Jason Gould also lives in Port Townsend and is a fourth generation local. Gould is self-taught and credits his three children with helping him select the subject matter for his paintings. When they were younger, he’d use their perceptions of the world as inspiration for the world that is comes to life in his paintings. His colorful paintings often feature a recognizable building or block of Port Townsend.
Gould has a lifelong interest in the arts and all types of creation and creative play.
“I continue to find inspiration in the light and spirit of everything and hope that the joy of the process is transferred to the viewer,” said Gould.
Jody Joldersma’s whimsical yet slightly disturbing visual narratives are inspired by the experience of growing up caught between a collapsing conservative steel town and the rural escapism of her grandparent’s farm in the coal mountains of central PA. Her work focuses on the interplay of gender, nature, culture, and the boundaries we place on them.
Joldersma has a BFA from the Pratt Institute in Brooklyn, New York. She is a co-founder of Feminist Camp Seattle and a National Artist at A.I.R. Gallery.
Max Grover’s fun and colorful landscapes, people, animals, and interesting items from his collections, are familiar sights in the Port Townsend area.
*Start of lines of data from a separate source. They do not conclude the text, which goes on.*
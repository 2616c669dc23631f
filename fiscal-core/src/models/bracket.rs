use rust_decimal::Decimal;
use serde::{Deserialize, Serialize};
use thiserror::Error;

/// Errors raised while building reference tables from raw data.
#[derive(Debug, Error, PartialEq, Eq)]
pub enum TableError {
    #[error("table has no entries")]
    Empty,

    #[error("rate at position {index} must be between 0 and 1, got {rate}")]
    InvalidRate { index: usize, rate: Decimal },

    #[error("upper bound at position {index} must be positive, got {bound}")]
    NonPositiveBound { index: usize, bound: Decimal },

    #[error("upper bound at position {index} ({bound}) does not exceed the previous bound ({previous})")]
    BoundsNotIncreasing {
        index: usize,
        bound: Decimal,
        previous: Decimal,
    },

    #[error("open bracket at position {index} is not the last entry")]
    OpenBracketNotLast { index: usize },

    #[error("tier at position {index} has income_min {min} above income_max {max}")]
    InvertedTier {
        index: usize,
        min: Decimal,
        max: Decimal,
    },

    #[error("tier at position {index} starts at {min}, not above the previous tier start {previous_min}")]
    TiersNotIncreasing {
        index: usize,
        min: Decimal,
        previous_min: Decimal,
    },

    #[error("quota must be non-negative, got {0}")]
    NegativeQuota(Decimal),
}

/// One slice of a progressive tax scale.
#[derive(Debug, Clone, Copy, PartialEq, Eq, Serialize, Deserialize)]
#[serde(rename_all = "snake_case")]
pub enum Bracket {
    /// Taxes the portion of the base between the previous cap and `upper_bound`.
    Capped { upper_bound: Decimal, rate: Decimal },
    /// Taxes everything left above the last capped bound.
    Open { rate: Decimal },
}

impl Bracket {
    pub fn rate(&self) -> Decimal {
        match *self {
            Bracket::Capped { rate, .. } | Bracket::Open { rate } => rate,
        }
    }

    pub fn upper_bound(&self) -> Option<Decimal> {
        match *self {
            Bracket::Capped { upper_bound, .. } => Some(upper_bound),
            Bracket::Open { .. } => None,
        }
    }
}

/// An ordered, validated progressive tax scale.
///
/// Construction through [`BracketTable::new`] guarantees the invariants the
/// bracket calculator relies on: capped bounds are positive and strictly
/// increasing, there is at most one open bracket and it comes last, and every
/// rate lies in `[0, 1]`.
///
/// # Example
///
/// ```
/// use rust_decimal_macros::dec;
/// use fiscal_core::{Bracket, BracketTable};
///
/// let table = BracketTable::new(vec![
///     Bracket::Capped { upper_bound: dec!(10000), rate: dec!(0.10) },
///     Bracket::Open { rate: dec!(0.30) },
/// ])
/// .unwrap();
///
/// assert_eq!(table.len(), 2);
/// assert_eq!(table.top_rate(), dec!(0.30));
/// ```
#[derive(Debug, Clone, PartialEq, Eq, Serialize)]
#[serde(transparent)]
pub struct BracketTable(Vec<Bracket>);

impl BracketTable {
    /// Validates and wraps an ordered list of brackets.
    ///
    /// # Errors
    ///
    /// Returns [`TableError`] describing the first offending entry.
    pub fn new(brackets: Vec<Bracket>) -> Result<Self, TableError> {
        if brackets.is_empty() {
            return Err(TableError::Empty);
        }

        let last = brackets.len() - 1;
        let mut previous = Decimal::ZERO;

        for (index, bracket) in brackets.iter().enumerate() {
            let rate = bracket.rate();
            if rate < Decimal::ZERO || rate > Decimal::ONE {
                return Err(TableError::InvalidRate { index, rate });
            }

            match *bracket {
                Bracket::Capped { upper_bound, .. } => {
                    if upper_bound <= Decimal::ZERO {
                        return Err(TableError::NonPositiveBound {
                            index,
                            bound: upper_bound,
                        });
                    }
                    if index > 0 && upper_bound <= previous {
                        return Err(TableError::BoundsNotIncreasing {
                            index,
                            bound: upper_bound,
                            previous,
                        });
                    }
                    previous = upper_bound;
                }
                Bracket::Open { .. } => {
                    if index != last {
                        return Err(TableError::OpenBracketNotLast { index });
                    }
                }
            }
        }

        Ok(Self(brackets))
    }

    pub fn brackets(&self) -> &[Bracket] {
        &self.0
    }

    pub fn len(&self) -> usize {
        self.0.len()
    }

    pub fn is_empty(&self) -> bool {
        self.0.is_empty()
    }

    /// Rate of the last bracket in the table.
    pub fn top_rate(&self) -> Decimal {
        self.0.last().map(Bracket::rate).unwrap_or(Decimal::ZERO)
    }
}

impl AsRef<[Bracket]> for BracketTable {
    fn as_ref(&self) -> &[Bracket] {
        &self.0
    }
}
He’s shown in his own gallery and others in Port Townsend as well as in throughout the Northwest and California including a solo exhibit at the Bainbridge Island Museum of Art.
Grover was one of the founders of Port Townsend School of the Arts where he continues to teach. He’s created many popular children’s books.
Frank Renlie’s paintings are inhabited by delightfully endearing yet rather odd characters and creatures. Painting his purely imaginary world is a second career for Renlie after spending 45 years as a freelance illustrator. His work appeared in magazines throughout the U.S., France, and Germany.
Renlie graduated from the Bumely School of Professional Art (now the Art Institute of Seattle) in 1963 while he was working at Boeing as a graphic designer. He was inspired by his teachers William Cummings and James Edward Peck. He considers his painting self-taught.
His paintings have been exhibited in juried shows throughout the Northwest including the Seattle Art Museum’s Northwest Annual. He’s also exhibited in California, and Pennsylvanian and internationally in Mexico, Israel, and England.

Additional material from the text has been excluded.